An even better python package to query different databases of boldsystems.org
Project description
BOLDigger2
An even better Python program to query .fasta files against the COI database of www.boldsystems.org
Introduction
DNA metabarcoding datasets often comprise hundreds of Operational Taxonomic Units (OTUs), requiring querying against databases for taxonomic assignment. The Barcode of Life Data system (BOLD) is a widely used database for this purpose among biologists. However, BOLD's online platform limits users to identifying batches of only 50 sequences at a time. Additionally, using BOLD's API does not completely address this issue as it does not provide access to private and early-release data.

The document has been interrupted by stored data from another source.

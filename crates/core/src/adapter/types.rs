//! Types for the source adapter boundary.

use async_trait::async_trait;
use chrono::{DateTime, Utc};
use serde::{Deserialize, Serialize};
use thiserror::Error;

/// Bytes per GiB, used by the default gain computation.
const BYTES_PER_GIB: f64 = 1024.0 * 1024.0 * 1024.0;

/// What kind of query a request represents.
#[derive(Debug, Clone, Copy, Serialize, Deserialize, PartialEq, Eq, Hash, Default)]
#[serde(rename_all = "snake_case")]
pub enum QueryKind {
    /// Free-text search.
    #[default]
    Search,
    /// TV search (season/episode aware).
    TvSearch,
    /// Movie search (identifier aware).
    MovieSearch,
    /// Listing of the adapters behind an aggregate view.
    IndexerList,
}

/// Canonical, adapter-agnostic description of a search.
///
/// Requests are cloned per dispatched operation and never mutated after
/// dispatch.
#[derive(Debug, Clone, Default, PartialEq, Serialize, Deserialize)]
pub struct SearchRequest {
    /// Free-text search term.
    #[serde(default)]
    pub term: String,
    /// Newznab-style category ids.
    #[serde(default, skip_serializing_if = "Vec::is_empty")]
    pub categories: Vec<u32>,
    /// IMDb id, e.g. `tt0111161`.
    #[serde(default, skip_serializing_if = "Option::is_none")]
    pub imdb_id: Option<String>,
    /// TMDB numeric id.
    #[serde(default, skip_serializing_if = "Option::is_none")]
    pub tmdb_id: Option<u32>,
    /// TVDB numeric id.
    #[serde(default, skip_serializing_if = "Option::is_none")]
    pub tvdb_id: Option<u32>,
    #[serde(default, skip_serializing_if = "Option::is_none")]
    pub season: Option<u32>,
    #[serde(default, skip_serializing_if = "Option::is_none")]
    pub episode: Option<String>,
    /// Maximum records to return (0 or absent = unlimited).
    #[serde(default, skip_serializing_if = "Option::is_none")]
    pub limit: Option<u32>,
    /// Records to skip after ranking.
    #[serde(default, skip_serializing_if = "Option::is_none")]
    pub offset: Option<u32>,
    #[serde(default)]
    pub kind: QueryKind,
}

impl SearchRequest {
    /// Create a plain free-text search.
    pub fn text(term: impl Into<String>) -> Self {
        Self {
            term: term.into(),
            ..Default::default()
        }
    }

    /// Create a movie search keyed by IMDb id.
    pub fn imdb(imdb_id: impl Into<String>) -> Self {
        Self {
            imdb_id: Some(imdb_id.into()),
            kind: QueryKind::MovieSearch,
            ..Default::default()
        }
    }

    /// Set the result limit.
    pub fn with_limit(mut self, limit: u32) -> Self {
        self.limit = Some(limit);
        self
    }

    /// Set the result offset.
    pub fn with_offset(mut self, offset: u32) -> Self {
        self.offset = Some(offset);
        self
    }

    /// The IMDb id, if present and non-blank.
    pub fn imdb_id(&self) -> Option<&str> {
        self.imdb_id
            .as_deref()
            .map(str::trim)
            .filter(|id| !id.is_empty())
    }

    /// Derive a text request for fallback dispatch.
    ///
    /// The clone keeps categories, season/episode and paging but drops the
    /// identifiers, so adapters that only speak free text can serve it.
    pub fn derive_with_term(&self, term: impl Into<String>) -> Self {
        let mut derived = self.clone();
        derived.term = term.into();
        derived.imdb_id = None;
        derived.tmdb_id = None;
        derived.tvdb_id = None;
        if derived.kind == QueryKind::MovieSearch {
            derived.kind = QueryKind::Search;
        }
        derived
    }
}

/// One candidate search result produced by an adapter.
#[derive(Debug, Clone, PartialEq, Serialize, Deserialize)]
pub struct ReleaseRecord {
    /// Release title as reported by the adapter.
    pub title: String,
    /// Canonical link (download or magnet URI).
    pub link: String,
    /// Adapter-specific unique id, when different from the link.
    #[serde(default, skip_serializing_if = "Option::is_none")]
    pub guid: Option<String>,
    #[serde(default, skip_serializing_if = "Option::is_none")]
    pub publish_date: Option<DateTime<Utc>>,
    /// Size in bytes.
    pub size_bytes: u64,
    pub seeders: u32,
    pub peers: u32,
    /// Relevance/quality score used for ranking.
    pub gain: f64,
    /// Numeric IMDb id the adapter matched this record against, if known.
    #[serde(default, skip_serializing_if = "Option::is_none")]
    pub imdb: Option<u64>,
    /// Id of the adapter that produced the record.
    pub origin: String,
    #[serde(default, skip_serializing_if = "Vec::is_empty")]
    pub categories: Vec<u32>,
}

impl ReleaseRecord {
    /// Seeders times size in GiB, for adapters that do not score records.
    pub fn default_gain(seeders: u32, size_bytes: u64) -> f64 {
        seeders as f64 * (size_bytes as f64 / BYTES_PER_GIB)
    }
}

/// Privacy type of an adapter's backing site.
#[derive(Debug, Clone, Copy, Serialize, Deserialize, PartialEq, Eq, Hash, Default)]
#[serde(rename_all = "kebab-case")]
pub enum AdapterKind {
    #[default]
    Public,
    SemiPrivate,
    Private,
}

impl AdapterKind {
    pub fn as_str(&self) -> &'static str {
        match self {
            AdapterKind::Public => "public",
            AdapterKind::SemiPrivate => "semi-private",
            AdapterKind::Private => "private",
        }
    }
}

/// Health of an adapter as tracked by its owner.
#[derive(Debug, Clone, Copy, Serialize, Deserialize, PartialEq, Eq, Hash, Default)]
#[serde(rename_all = "snake_case")]
pub enum AdapterHealth {
    Healthy,
    Failing,
    /// Never queried, or no recent information.
    #[default]
    Unknown,
}

/// Outcome of the adapter's most recent self-test.
#[derive(Debug, Clone, Copy, Serialize, Deserialize, PartialEq, Eq, Hash)]
#[serde(rename_all = "snake_case")]
pub enum TestOutcome {
    Passed,
    Failed,
}

/// Descriptive snapshot of an adapter, evaluated by predicates.
#[derive(Debug, Clone, PartialEq, Serialize, Deserialize)]
pub struct AdapterMetadata {
    /// Stable adapter identifier.
    pub id: String,
    /// Whether the adapter has been configured (credentials, URL, ...).
    pub configured: bool,
    /// Site language, e.g. `en-US`.
    pub language: String,
    pub kind: AdapterKind,
    /// Free-form group tags assigned by the operator.
    #[serde(default)]
    pub groups: Vec<String>,
    #[serde(default)]
    pub health: AdapterHealth,
    #[serde(default, skip_serializing_if = "Option::is_none")]
    pub last_test: Option<TestOutcome>,
}

impl AdapterMetadata {
    /// Create metadata for a configured public `en-US` adapter.
    pub fn new(id: impl Into<String>) -> Self {
        Self {
            id: id.into(),
            configured: true,
            language: "en-US".to_string(),
            kind: AdapterKind::Public,
            groups: Vec::new(),
            health: AdapterHealth::Unknown,
            last_test: None,
        }
    }
}

/// Errors an adapter can report for a single query.
///
/// The orchestrator treats every variant the same way: the adapter produced
/// nothing this round.
#[derive(Debug, Clone, Error)]
pub enum AdapterError {
    #[error("Adapter connection failed: {0}")]
    ConnectionFailed(String),

    #[error("Adapter returned an error: {0}")]
    Upstream(String),

    #[error("Failed to parse adapter response: {0}")]
    Parse(String),

    #[error("Adapter is not configured")]
    NotConfigured,

    #[error("Internal adapter error: {0}")]
    Internal(String),
}

/// The orchestrator's view of one source.
#[async_trait]
pub trait AdapterHandle: Send + Sync {
    /// Current metadata snapshot.
    fn metadata(&self) -> AdapterMetadata;

    /// Whether the adapter can serve this request as-is.
    fn can_handle(&self, request: &SearchRequest) -> bool;

    /// Run one query against the source.
    async fn query(&self, request: &SearchRequest) -> Result<Vec<ReleaseRecord>, AdapterError>;
}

BOLDigger2, the successor to BOLDigger, aims to overcome these limitations. As a pure Python program, BOLDigger2 offers:
- Automated access to BOLD's identification engine
- Downloading of additional metadata for each hit
- Selection of the best-fitting hit from the returned results
By leveraging these features, BOLDigger2 streamlines the process of OTU identification, making it more efficient and comprehensive.
Key Differences Between BOLDigger2 and BOLDigger
- Unified Function: BOLDigger2 uses a single function,
identify
, that automatically performs identification, additional data download, and selection of the top hit. This enables direct implementation into pipelines. - Enhanced Database Query: BOLDigger2 initially uses the top 100 hits from the "species level barcode records" database. If no results are found, it falls back to the "all barcode records" database.
- Improved Speed: BOLDigger2 no longer alters the provided FASTA file. Instead, it generates all download links first and subsequently downloads the data asynchronously, increasing the speed almost two-fold.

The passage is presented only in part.